The obvious answer is to walk.
Unless, he points out, you’re headed to the car wash.
“The model isn’t missing intelligence,” he writes. “It’s missing context.”
That simple analogy perfectly captures the challenge facing enterprise AI today.
Foundation models continue improving. Costs continue falling. Standards continue maturing. Agentic systems are becoming increasingly capable.
None of those advances eliminate the need for organizations to provide the context, governance, architecture, and operating models that allow AI to make consistently intelligent decisions.
In many ways, the constraint has shifted.

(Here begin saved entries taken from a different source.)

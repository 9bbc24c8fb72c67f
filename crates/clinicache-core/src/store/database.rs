//! The hospital database: doctors, appointments and the index between them.
//!
//! All operations take the same lock, so guard-then-act sequences such as
//! `delete_doctor` and `seed_if_empty` are atomic for every caller sharing
//! a `Database`.

use std::collections::{BTreeSet, HashMap};
use std::path::Path;
use std::sync::{Mutex, MutexGuard};

use tracing::{debug, error, info};

use super::collection::Collection;
use super::error::{Result, StoreError};
use super::seed::{sample_appointments, sample_doctors};
use crate::models::{Appointment, AppointmentPatch, Doctor, DoctorPatch};
use crate::utils::contains_ignore_case;

#[derive(Debug, Clone, Copy, Default, PartialEq, Eq)]
pub struct StoreCounts {
    pub doctors: usize,
    pub appointments: usize,
}

struct Tables {
    doctors: Collection<Doctor>,
    appointments: Collection<Appointment>,
    // doctor id -> appointment ids
    by_doctor: HashMap<u64, BTreeSet<u64>>,
}

impl Tables {
    fn new(doctors: Collection<Doctor>, appointments: Collection<Appointment>) -> Self {
        let mut tables = Self {
            doctors,
            appointments,
            by_doctor: HashMap::new(),
        };
        tables.rebuild_index();
        tables
    }

    fn rebuild_index(&mut self) {
        self.by_doctor.clear();
        for appointment in self.appointments.iter() {
            self.by_doctor
                .entry(appointment.doctor_id)
                .or_default()
                .insert(appointment.id);
        }
    }

    fn index(&mut self, doctor_id: u64, appointment_id: u64) {
        self.by_doctor.entry(doctor_id).or_default().insert(appointment_id);
    }

    fn unindex(&mut self, doctor_id: u64, appointment_id: u64) {
        if let Some(ids) = self.by_doctor.get_mut(&doctor_id) {
            ids.remove(&appointment_id);
            if ids.is_empty() {
                self.by_doctor.remove(&doctor_id);
            }
        }
    }

    fn appointments_for(&self, doctor_id: u64) -> Vec<Appointment> {
        self.by_doctor
            .get(&doctor_id)
            .map(|ids| {
                ids.iter()
                    .filter_map(|id| self.appointments.get(*id).cloned())
                    .collect()
            })
            .unwrap_or_default()
    }
}

pub struct Database {
    inner: Mutex<Tables>,
}

impl Database {
    /// Open the database stored in `dir`, creating the directory if needed.
    pub fn open(dir: &Path) -> Result<Self> {
        std::fs::create_dir_all(dir)?;
        let doctors = Collection::open(dir)?;
        let appointments = Collection::open(dir)?;
        info!(path = %dir.display(), "Opened hospital database");
        Ok(Self {
            inner: Mutex::new(Tables::new(doctors, appointments)),
        })
    }

    /// A database that lives only as long as this value.
    pub fn in_memory() -> Self {
        Self {
            inner: Mutex::new(Tables::new(Collection::in_memory(), Collection::in_memory())),
        }
    }

    fn lock(&self) -> Result<MutexGuard<'_, Tables>> {
        self.inner.lock().map_err(|_| StoreError::Poisoned)
    }

    pub fn counts(&self) -> Result<StoreCounts> {
        let tables = self.lock()?;
        Ok(StoreCounts {
            doctors: tables.doctors.len(),
            appointments: tables.appointments.len(),
        })
    }

    // ===== Doctors =====

    pub fn list_doctors(&self) -> Result<Vec<Doctor>> {
        Ok(self.lock()?.doctors.list())
    }

    pub fn get_doctor(&self, id: u64) -> Result<Option<Doctor>> {
        Ok(self.lock()?.doctors.get(id).cloned())
    }

    pub fn add_doctor(&self, doctor: Doctor) -> Result<u64> {
        let id = self.lock()?.doctors.insert(doctor)?;
        debug!(id, "Added doctor");
        Ok(id)
    }

    pub fn update_doctor(&self, id: u64, patch: DoctorPatch) -> Result<Doctor> {
        self.lock()?.doctors.update_with(id, |doctor| patch.apply(doctor))
    }

    /// Delete a doctor that has no appointments.
    ///
    /// Returns `Ok(false)` if the doctor does not exist and
    /// `StoreError::DoctorHasAppointments` if any appointment references it.
    pub fn delete_doctor(&self, id: u64) -> Result<bool> {
        let mut tables = self.lock()?;
        let count = tables.by_doctor.get(&id).map_or(0, BTreeSet::len);
        if count > 0 {
            return Err(StoreError::DoctorHasAppointments { id, count });
        }
        let removed = tables.doctors.remove(id)?.is_some();
        if removed {
            debug!(id, "Deleted doctor");
        }
        Ok(removed)
    }

    // ===== Appointments =====

    pub fn list_appointments(&self) -> Result<Vec<Appointment>> {
        Ok(self.lock()?.appointments.list())
    }

    pub fn get_appointment(&self, id: u64) -> Result<Option<Appointment>> {
        Ok(self.lock()?.appointments.get(id).cloned())
    }

    pub fn add_appointment(&self, appointment: Appointment) -> Result<u64> {
        let mut tables = self.lock()?;
        let doctor_id = appointment.doctor_id;
        let id = tables.appointments.insert(appointment)?;
        tables.index(doctor_id, id);
        debug!(id, doctor_id, "Added appointment");
        Ok(id)
    }

    pub fn update_appointment(&self, id: u64, patch: AppointmentPatch) -> Result<Appointment> {
        let mut tables = self.lock()?;
        let previous_doctor = tables
            .appointments
            .get(id)
            .map(|a| a.doctor_id)
            .ok_or(StoreError::NotFound {
                collection: "appointments",
                id,
            })?;

        let updated = tables
            .appointments
            .update_with(id, |appointment| patch.apply(appointment))?;
        if updated.doctor_id != previous_doctor {
            tables.unindex(previous_doctor, id);
            tables.index(updated.doctor_id, id);
        }
        Ok(updated)
    }

    /// Returns `Ok(false)` if no appointment has this id.
    pub fn delete_appointment(&self, id: u64) -> Result<bool> {
        let mut tables = self.lock()?;
        match tables.appointments.remove(id)? {
            Some(removed) => {
                tables.unindex(removed.doctor_id, id);
                debug!(id, "Deleted appointment");
                Ok(true)
            }
            None => Ok(false),
        }
    }

    /// Appointments whose `doctor_id` equals `doctor_id`, via the doctor index.
    pub fn appointments_by_doctor(&self, doctor_id: u64) -> Result<Vec<Appointment>> {
        Ok(self.lock()?.appointments_for(doctor_id))
    }

    /// Case-insensitive match on patient name, reason or the assigned doctor's name.
    /// A blank term returns every appointment.
    pub fn search_appointments(&self, term: &str) -> Result<Vec<Appointment>> {
        let tables = self.lock()?;
        let term = term.trim();
        if term.is_empty() {
            return Ok(tables.appointments.list());
        }

        Ok(tables
            .appointments
            .iter()
            .filter(|a| {
                contains_ignore_case(&a.patient_name, term)
                    || contains_ignore_case(&a.reason, term)
                    || tables
                        .doctors
                        .get(a.doctor_id)
                        .is_some_and(|d| contains_ignore_case(&d.name, term))
            })
            .cloned()
            .collect())
    }

    /// Insert the sample doctors and appointments if there are no doctors yet.
    /// Returns whether anything was inserted.
    ///
    /// All or nothing: if the appointments cannot be written, the seeded
    /// doctors are removed again so a later call can retry.
    pub fn seed_if_empty(&self) -> Result<bool> {
        let mut tables = self.lock()?;
        if !tables.doctors.is_empty() {
            debug!(count = tables.doctors.len(), "Doctors already present, skipping seed");
            return Ok(false);
        }

        let previous_next_id = tables.doctors.next_id();
        let doctor_ids = tables.doctors.insert_many(sample_doctors())?;
        let appointment_ids = match tables
            .appointments
            .insert_many(sample_appointments(&doctor_ids))
        {
            Ok(ids) => ids,
            Err(e) => {
                if let Err(undo) = tables.doctors.rollback_insert(&doctor_ids, previous_next_id) {
                    error!(error = %undo, "Failed to roll back seeded doctors");
                }
                return Err(e);
            }
        };
        tables.rebuild_index();

        info!(
            doctors = doctor_ids.len(),
            appointments = appointment_ids.len(),
            "Seeded sample data"
        );
        Ok(true)
    }
}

For decades, technology limited business ambition. Companies wanted to move faster than their systems allowed.
Murthy believes that equation has flipped.
“The model was never really the constraint,” he concludes. “The constraint is whether the organization around it, its architecture, its data, its decision rights, and its operating model, gets redesigned to match.”
The race is no longer about building better AI.
It is about preparing organizations to maximize the benefit of AI.